[Start of Attachment]

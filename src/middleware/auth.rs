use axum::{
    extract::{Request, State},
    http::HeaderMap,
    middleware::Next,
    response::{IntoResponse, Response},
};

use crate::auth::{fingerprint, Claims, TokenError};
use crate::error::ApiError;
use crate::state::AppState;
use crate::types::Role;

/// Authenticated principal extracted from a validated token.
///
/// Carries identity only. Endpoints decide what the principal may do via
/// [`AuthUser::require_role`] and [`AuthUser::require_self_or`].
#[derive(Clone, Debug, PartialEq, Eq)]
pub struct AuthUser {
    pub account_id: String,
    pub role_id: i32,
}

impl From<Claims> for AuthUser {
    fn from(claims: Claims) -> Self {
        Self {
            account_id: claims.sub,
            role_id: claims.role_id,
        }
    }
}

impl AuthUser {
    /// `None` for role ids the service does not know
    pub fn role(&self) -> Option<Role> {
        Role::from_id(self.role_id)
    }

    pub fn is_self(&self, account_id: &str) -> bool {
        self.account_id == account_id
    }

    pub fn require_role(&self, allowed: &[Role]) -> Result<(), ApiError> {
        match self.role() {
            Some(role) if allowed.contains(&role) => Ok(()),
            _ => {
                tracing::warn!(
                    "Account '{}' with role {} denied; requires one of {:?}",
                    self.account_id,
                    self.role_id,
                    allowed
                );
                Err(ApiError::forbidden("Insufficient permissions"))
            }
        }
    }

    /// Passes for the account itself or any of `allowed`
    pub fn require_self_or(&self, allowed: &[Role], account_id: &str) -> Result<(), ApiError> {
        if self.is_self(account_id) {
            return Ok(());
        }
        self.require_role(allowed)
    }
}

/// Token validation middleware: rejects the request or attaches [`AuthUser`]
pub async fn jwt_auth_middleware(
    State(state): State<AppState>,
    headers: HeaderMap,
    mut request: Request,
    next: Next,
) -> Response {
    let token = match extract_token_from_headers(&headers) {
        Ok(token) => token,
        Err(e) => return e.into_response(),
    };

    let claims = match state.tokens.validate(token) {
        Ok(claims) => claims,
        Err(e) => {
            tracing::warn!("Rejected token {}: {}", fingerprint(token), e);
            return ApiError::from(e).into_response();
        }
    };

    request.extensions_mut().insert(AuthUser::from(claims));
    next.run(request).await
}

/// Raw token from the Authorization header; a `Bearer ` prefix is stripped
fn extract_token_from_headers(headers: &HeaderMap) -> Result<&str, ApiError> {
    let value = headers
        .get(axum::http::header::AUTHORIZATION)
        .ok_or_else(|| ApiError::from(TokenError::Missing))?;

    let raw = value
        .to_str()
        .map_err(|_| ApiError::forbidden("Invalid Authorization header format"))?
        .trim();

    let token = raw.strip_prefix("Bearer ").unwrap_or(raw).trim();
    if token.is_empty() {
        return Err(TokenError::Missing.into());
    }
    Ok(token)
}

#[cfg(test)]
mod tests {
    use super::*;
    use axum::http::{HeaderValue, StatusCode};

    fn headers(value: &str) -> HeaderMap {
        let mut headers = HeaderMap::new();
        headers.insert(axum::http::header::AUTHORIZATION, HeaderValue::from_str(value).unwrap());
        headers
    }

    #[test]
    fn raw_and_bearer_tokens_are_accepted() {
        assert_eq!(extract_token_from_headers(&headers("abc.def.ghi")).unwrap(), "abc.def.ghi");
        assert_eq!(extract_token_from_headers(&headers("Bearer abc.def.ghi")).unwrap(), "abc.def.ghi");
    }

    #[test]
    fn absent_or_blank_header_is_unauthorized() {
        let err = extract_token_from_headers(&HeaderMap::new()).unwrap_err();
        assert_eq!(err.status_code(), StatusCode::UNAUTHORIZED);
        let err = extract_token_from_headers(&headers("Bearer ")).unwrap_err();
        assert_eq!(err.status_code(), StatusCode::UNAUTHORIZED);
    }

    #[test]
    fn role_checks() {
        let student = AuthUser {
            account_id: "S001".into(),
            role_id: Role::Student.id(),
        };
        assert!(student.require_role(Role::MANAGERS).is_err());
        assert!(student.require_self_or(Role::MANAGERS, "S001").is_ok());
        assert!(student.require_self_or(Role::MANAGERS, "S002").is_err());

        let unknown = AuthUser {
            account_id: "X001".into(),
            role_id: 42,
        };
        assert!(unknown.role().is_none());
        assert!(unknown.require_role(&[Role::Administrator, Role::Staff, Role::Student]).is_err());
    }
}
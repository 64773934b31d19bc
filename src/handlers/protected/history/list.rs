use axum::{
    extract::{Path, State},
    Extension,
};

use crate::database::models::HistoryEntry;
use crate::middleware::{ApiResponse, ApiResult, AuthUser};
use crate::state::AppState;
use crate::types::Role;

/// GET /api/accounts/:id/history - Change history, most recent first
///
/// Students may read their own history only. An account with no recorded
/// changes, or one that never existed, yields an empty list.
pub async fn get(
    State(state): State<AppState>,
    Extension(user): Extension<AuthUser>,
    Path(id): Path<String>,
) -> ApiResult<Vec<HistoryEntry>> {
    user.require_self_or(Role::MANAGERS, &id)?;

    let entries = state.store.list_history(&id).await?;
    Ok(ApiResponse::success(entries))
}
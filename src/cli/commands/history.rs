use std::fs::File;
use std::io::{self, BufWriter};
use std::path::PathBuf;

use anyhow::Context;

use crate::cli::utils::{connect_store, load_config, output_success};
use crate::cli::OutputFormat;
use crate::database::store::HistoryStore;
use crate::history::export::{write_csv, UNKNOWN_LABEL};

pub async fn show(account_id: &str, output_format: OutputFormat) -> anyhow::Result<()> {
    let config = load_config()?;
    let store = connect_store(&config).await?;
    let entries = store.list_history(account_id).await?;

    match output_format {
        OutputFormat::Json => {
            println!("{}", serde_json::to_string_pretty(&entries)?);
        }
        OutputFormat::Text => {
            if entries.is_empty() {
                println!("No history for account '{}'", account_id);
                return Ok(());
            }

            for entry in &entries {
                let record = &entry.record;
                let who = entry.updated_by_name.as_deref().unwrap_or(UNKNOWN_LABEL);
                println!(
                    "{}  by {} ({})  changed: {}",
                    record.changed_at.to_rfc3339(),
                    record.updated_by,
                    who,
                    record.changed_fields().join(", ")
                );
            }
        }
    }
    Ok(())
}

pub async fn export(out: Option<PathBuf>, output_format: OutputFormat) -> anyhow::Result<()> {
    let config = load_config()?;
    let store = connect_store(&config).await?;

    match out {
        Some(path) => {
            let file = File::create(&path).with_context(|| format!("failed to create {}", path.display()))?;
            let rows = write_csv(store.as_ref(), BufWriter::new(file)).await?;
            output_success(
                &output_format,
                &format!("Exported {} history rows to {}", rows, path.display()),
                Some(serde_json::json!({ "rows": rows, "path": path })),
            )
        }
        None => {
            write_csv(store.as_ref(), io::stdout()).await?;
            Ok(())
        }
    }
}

[End of Attachment]

Produce a verbatim transcript of the material above.

filename src/middleware/auth.rs
use axum::{
    extract::{Request, State},
    http::HeaderMap,
    middleware::Next,
    response::{IntoResponse, Response},
};

use crate::auth::{fingerprint, Claims, TokenError};
use crate::error::ApiError;
use crate::state::AppState;
use crate::types::Role;

/// Authenticated principal extracted from a validated token.
///
/// Carries identity only. Endpoints decide what the principal may do via
/// [`AuthUser::require_role`] and [`AuthUser::require_self_or`].
#[derive(Clone, Debug, PartialEq, Eq)]
pub struct AuthUser {
    pub account_id: String,
    pub role_id: i32,
}

impl From<Claims> for AuthUser {
    fn from(claims: Claims) -> Self {
        Self {
            account_id: claims.sub,
            role_id: claims.role_id,
        }
    }
}

impl AuthUser {
    /// `None` for role ids the service does not know
    pub fn role(&self) -> Option<Role> {
        Role::from_id(self.role_id)
    }

    pub fn is_self(&self, account_id: &str) -> bool {
        self.account_id == account_id
    }

    pub fn require_role(&self, allowed: &[Role]) -> Result<(), ApiError> {
        match self.role() {
            Some(role) if allowed.contains(&role) => Ok(()),
            _ => {
                tracing::warn!(
                    "Account '{}' with role {} denied; requires one of {:?}",
                    self.account_id,
                    self.role_id,
                    allowed
                );
                Err(ApiError::forbidden("Insufficient permissions"))
            }
        }
    }

    /// Passes for the account itself or any of `allowed`
    pub fn require_self_or(&self, allowed: &[Role], account_id: &str) -> Result<(), ApiError> {
        if self.is_self(account_id) {
            return Ok(());
        }
        self.require_role(allowed)
    }
}

/// Token validation middleware: rejects the request or attaches [`AuthUser`]
pub async fn jwt_auth_middleware(
    State(state): State<AppState>,
    headers: HeaderMap,
    mut request: Request,
    next: Next,
) -> Response {
    let token = match extract_token_from_headers(&headers) {
        Ok(token) => token,
        Err(e) => return e.into_response(),
    };

    let claims = match state.tokens.validate(token) {
        Ok(claims) => claims,
        Err(e) => {
            tracing::warn!("Rejected token {}: {}", fingerprint(token), e);
            return ApiError::from(e).into_response();
        }
    };

    request.extensions_mut().insert(AuthUser::from(claims));
    next.run(request).await
}

/// Raw token from the Authorization header; a `Bearer ` prefix is stripped
fn extract_token_from_headers(headers: &HeaderMap) -> Result<&str, ApiError> {
    let value = headers
        .get(axum::http::header::AUTHORIZATION)
        .ok_or_else(|| ApiError::from(TokenError::Missing))?;

    let raw = value
        .to_str()
        .map_err(|_| ApiError::forbidden("Invalid Authorization header format"))?
        .trim();

    let token = raw.strip_prefix("Bearer ").unwrap_or(raw).trim();
    if token.is_empty() {
        return Err(TokenError::Missing.into());
    }
    Ok(token)
}

#[cfg(test)]
mod tests {
    use super::*;
    use axum::http::{HeaderValue, StatusCode};

    fn headers(value: &str) -> HeaderMap {
        let mut headers = HeaderMap::new();
        headers.insert(axum::http::header::AUTHORIZATION, HeaderValue::from_str(value).unwrap());
        headers
    }

    #[test]
    fn raw_and_bearer_tokens_are_accepted() {
        assert_eq!(extract_token_from_headers(&headers("abc.def.ghi")).unwrap(), "abc.def.ghi");
        assert_eq!(extract_token_from_headers(&headers("Bearer abc.def.ghi")).unwrap(), "abc.def.ghi");
    }

    #[test]
    fn absent_or_blank_header_is_unauthorized() {
        let err = extract_token_from_headers(&HeaderMap::new()).unwrap_err();
        assert_eq!(err.status_code(), StatusCode::UNAUTHORIZED);
        let err = extract_token_from_headers(&headers("Bearer ")).unwrap_err();
        assert_eq!(err.status_code(), StatusCode::UNAUTHORIZED);
    }

    #[test]
    fn role_checks() {
        let student = AuthUser {
            account_id: "S001".into(),
            role_id: Role::Student.id(),
        };
        assert!(student.require_role(Role::MANAGERS).is_err());
        assert!(student.require_self_or(Role::MANAGERS, "S001").is_ok());
        assert!(student.require_self_or(Role::MANAGERS, "S002").is_err());

        let unknown = AuthUser {
            account_id: "X001".into(),
            role_id: 42,
        };
        assert!(unknown.role().is_none());
        assert!(unknown.require_role(&[Role::Administrator, Role::Staff, Role::Student]).is_err());
    }
}
repository 64773934b31d19bc
filename src/handlers/protected/history/list.rs
use axum::{
    extract::{Path, State},
    Extension,
};

use crate::database::models::HistoryEntry;
use crate::middleware::{ApiResponse, ApiResult, AuthUser};
use crate::state::AppState;
use crate::types::Role;

/// GET /api/accounts/:id/history - Change history, most recent first
///
/// Students may read their own history only. An account with no recorded
/// changes, or one that never existed, yields an empty list.
pub async fn get(
    State(state): State<AppState>,
    Extension(user): Extension<AuthUser>,
    Path(id): Path<String>,
) -> ApiResult<Vec<HistoryEntry>> {
    user.require_self_or(Role::MANAGERS, &id)?;

    let entries = state.store.list_history(&id).await?;
    Ok(ApiResponse::success(entries))
}
filename src/cli/commands/history.rs
use std::fs::File;
use std::io::{self, BufWriter};
use std::path::PathBuf;

use anyhow::Context;

use crate::cli::utils::{connect_store, load_config, output_success};
use crate::cli::OutputFormat;
use crate::database::store::HistoryStore;
use crate::history::export::{write_csv, UNKNOWN_LABEL};

pub async fn show(account_id: &str, output_format: OutputFormat) -> anyhow::Result<()> {
    let config = load_config()?;
    let store = connect_store(&config).await?;
    let entries = store.list_history(account_id).await?;

    match output_format {
        OutputFormat::Json => {
            println!("{}", serde_json::to_string_pretty(&entries)?);
        }
        OutputFormat::Text => {
            if entries.is_empty() {
                println!("No history for account '{}'", account_id);
                return Ok(());
            }

            for entry in &entries {
                let record = &entry.record;
                let who = entry.updated_by_name.as_deref().unwrap_or(UNKNOWN_LABEL);
                println!(
                    "{}  by {} ({})  changed: {}",
                    record.changed_at.to_rfc3339(),
                    record.updated_by,
                    who,
                    record.changed_fields().join(", ")
                );
            }
        }
    }
    Ok(())
}

pub async fn export(out: Option<PathBuf>, output_format: OutputFormat) -> anyhow::Result<()> {
    let config = load_config()?;
    let store = connect_store(&config).await?;

    match out {
        Some(path) => {
            let file = File::create(&path).with_context(|| format!("failed to create {}", path.display()))?;
            let rows = write_csv(store.as_ref(), BufWriter::new(file)).await?;
            output_success(
                &output_format,
                &format!("Exported {} history rows to {}", rows, path.display()),
                Some(serde_json::json!({ "rows": rows, "path": path })),
            )
        }
        None => {
            write_csv(store.as_ref(), io::stdout()).await?;
            Ok(())
        }
    }
}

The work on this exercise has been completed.